Business

Brexit makes Amsterdam a top 5 destination for fleeing UK firms

Amsterdam was one of the five place in the European Union most successful at luring British financial firms who were looking to establish a new headquarters office or hub because of Brexit. Think tank New Financial released a report on Friday saying that 440 of the companies moved operations and thousands of staff members out of the United Kingdom and into the European Union.

Amsterdam took fifth place on the list by winning over 48 of the British financial firms identified in the study. Dublin took the top spot, with 135 companies choosing the Irish capital, followed by 102 companies which relocated to Paris. Luxembourg attracted 93 firms, and Frankfurt welcomed 62 others.

About two-thirds of the companies which selected Amsterdam are exchanges, trading platforms, and brokerage firms, the report said. As a result of Brexit, Amsterdam stripped London of its title as the continent’s share trading capital earlier this year.

“We have identified more than 900 billion pounds in bank assets (roughly 10% of the entire UK banking system) that have been or are being moved,” the report stated. Another 100 billion pounds in assets and funds were also transferred to the EU by insurers and asset managers.

“The worse news is that this analysis is almost certainly a significant underestimate of the real picture: many firms will have slipped below our radar (particularly banks and asset managers that are already headquartered in the EU).”

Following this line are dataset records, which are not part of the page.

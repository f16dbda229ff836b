//! Ports and the edges between them.
//!
//! - [`Port`] is a single typed slot.
//! - [`Input`] and [`Output`] are the named port sets of one process.
//! - [`Connector`] wires an output port to an input port inside a protocol.
//! - [`Interface`] and [`Outerface`] expose a child port as a protocol port.

pub mod connector;
pub mod port;

pub use connector::{Connector, Interface, Outerface};
pub use port::{Port, PortRef, PortSpec, PortSpecs, Side, port_specs};

use crate::core::error::{EngineError, Result};
use crate::core::process::Process;
use crate::core::resource::Resource;
use serde_json::{Map, Value};
use std::collections::BTreeMap;
use std::sync::{Arc, RwLock};

/// A named set of ports on one side of a process.
pub struct PortMap {
    side: Side,
    ports: RwLock<BTreeMap<String, Arc<Port>>>,
}

impl PortMap {
    fn new(side: Side) -> Self {
        Self {
            side,
            ports: RwLock::new(BTreeMap::new()),
        }
    }

    fn read(&self) -> std::sync::RwLockReadGuard<'_, BTreeMap<String, Arc<Port>>> {
        self.ports.read().unwrap_or_else(|e| e.into_inner())
    }

    pub fn side(&self) -> Side {
        self.side
    }

    /// Registers a new port. Fails if the name is taken.
    pub fn create_port(&self, name: &str, spec: PortSpec) -> Result<Arc<Port>> {
        let mut ports = self.ports.write().unwrap_or_else(|e| e.into_inner());
        if ports.contains_key(name) {
            return Err(EngineError::Configuration(format!(
                "{} port '{}' is already defined",
                self.side, name
            )));
        }
        let port = Arc::new(Port::new(name, self.side, spec));
        ports.insert(name.to_string(), Arc::clone(&port));
        Ok(port)
    }

    pub fn port(&self, name: &str) -> Option<Arc<Port>> {
        self.read().get(name).cloned()
    }

    pub fn contains(&self, name: &str) -> bool {
        self.read().contains_key(name)
    }

    pub fn names(&self) -> Vec<String> {
        self.read().keys().cloned().collect()
    }

    pub fn ports(&self) -> Vec<Arc<Port>> {
        self.read().values().cloned().collect()
    }

    pub fn len(&self) -> usize {
        self.read().len()
    }

    pub fn is_empty(&self) -> bool {
        self.read().is_empty()
    }

    pub fn resource(&self, name: &str) -> Option<Arc<Resource>> {
        self.port(name).and_then(|p| p.resource())
    }

    /// Port name to held resource, for every port.
    pub fn resources(&self) -> BTreeMap<String, Option<Arc<Resource>>> {
        self.read()
            .iter()
            .map(|(name, port)| (name.clone(), port.resource()))
            .collect()
    }

    /// True when every mandatory port holds a resource.
    pub fn is_ready(&self) -> bool {
        self.read().values().all(|p| p.is_ready())
    }

    pub fn specs_json(&self) -> Value {
        let specs: Map<String, Value> = self
            .read()
            .iter()
            .map(|(name, port)| (name.clone(), port.spec().to_json()))
            .collect();
        Value::Object(specs)
    }
}

/// The input ports of a process.
pub struct Input(PortMap);

impl Input {
    pub fn new() -> Self {
        Input(PortMap::new(Side::Input))
    }
}

impl Default for Input {
    fn default() -> Self {
        Self::new()
    }
}

impl std::ops::Deref for Input {
    type Target = PortMap;

    fn deref(&self) -> &Self::Target {
        &self.0
    }
}

/// The output ports of a process.
pub struct Output(PortMap);

impl Output {
    pub fn new() -> Self {
        Output(PortMap::new(Side::Output))
    }

    /// Copies every held resource into the input ports linked downstream.
    ///
    /// Ports that already hold the same resource are left untouched, so
    /// propagating twice is a no-op.
    pub fn propagate(&self) -> Result<()> {
        for port in self.ports() {
            let Some(resource) = port.resource() else {
                continue;
            };
            for link in port.links() {
                let Some(target) = link.process() else {
                    continue;
                };
                let in_port = target.in_port(link.port_name())?;
                if in_port
                    .resource()
                    .is_some_and(|current| Arc::ptr_eq(&current, &resource))
                {
                    continue;
                }
                in_port.set_resource(Some(Arc::clone(&resource)))?;
            }
        }
        Ok(())
    }

    /// The distinct processes fed by any output port, in port order.
    pub fn next_processes(&self) -> Vec<Arc<Process>> {
        let mut next: Vec<Arc<Process>> = Vec::new();
        for port in self.ports() {
            for process in port.links().iter().filter_map(PortRef::process) {
                if !next.iter().any(|p| Arc::ptr_eq(p, &process)) {
                    next.push(process);
                }
            }
        }
        next
    }

    /// True when no output port feeds anything.
    pub fn is_sink(&self) -> bool {
        self.ports().iter().all(|p| !p.is_connected())
    }
}

impl Default for Output {
    fn default() -> Self {
        Self::new()
    }
}

impl std::ops::Deref for Output {
    type Target = PortMap;

    fn deref(&self) -> &Self::Target {
        &self.0
    }
}

#[cfg(test)]
mod tests {
    use super::*;
    use crate::core::resource::{RESOURCE, ResourceType};
    use serde_json::json;

    static SAMPLE: ResourceType = ResourceType::derived("Sample", &RESOURCE);

    #[test]
    fn test_create_port_rejects_duplicates() {
        let input = Input::new();
        input.create_port("a", PortSpec::new(&SAMPLE)).unwrap();
        assert!(matches!(
            input.create_port("a", PortSpec::new(&SAMPLE)),
            Err(EngineError::Configuration(_))
        ));
        assert_eq!(input.names(), vec!["a".to_string()]);
    }

    #[test]
    fn test_readiness_ignores_optional_ports() {
        let input = Input::new();
        input.create_port("a", PortSpec::new(&SAMPLE)).unwrap();
        input
            .create_port("b", PortSpec::new(&SAMPLE).optional())
            .unwrap();
        assert!(!input.is_ready());

        input
            .port("a")
            .unwrap()
            .set_resource(Some(Arc::new(Resource::new(&SAMPLE, json!(1)))))
            .unwrap();
        assert!(input.is_ready());
        assert!(input.resources()["b"].is_none());
    }

    #[test]
    fn test_empty_sets_are_ready() {
        assert!(Input::new().is_ready());
        assert!(Output::new().is_ready());
        assert!(Output::new().is_sink());
    }
}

More movement from the UK to the EU will still happen in the coming years, especially with the coronavirus pandemic delaying the execution of some decisions. “We expect Frankfurt will be the ‘winner’ in terms of assets in the longer-term, and that Paris will ultimately be the biggest beneficiary in terms of jobs,” the report noted.

In return, between 300 and 500 smaller EU companies will likely establish a business hub in the the United Kingdom. This will be between 50 and 70 percent less than expected, the report noted.

“This redistribution of activity across the EU has wound the clock back by about 20 years,” the think tank said.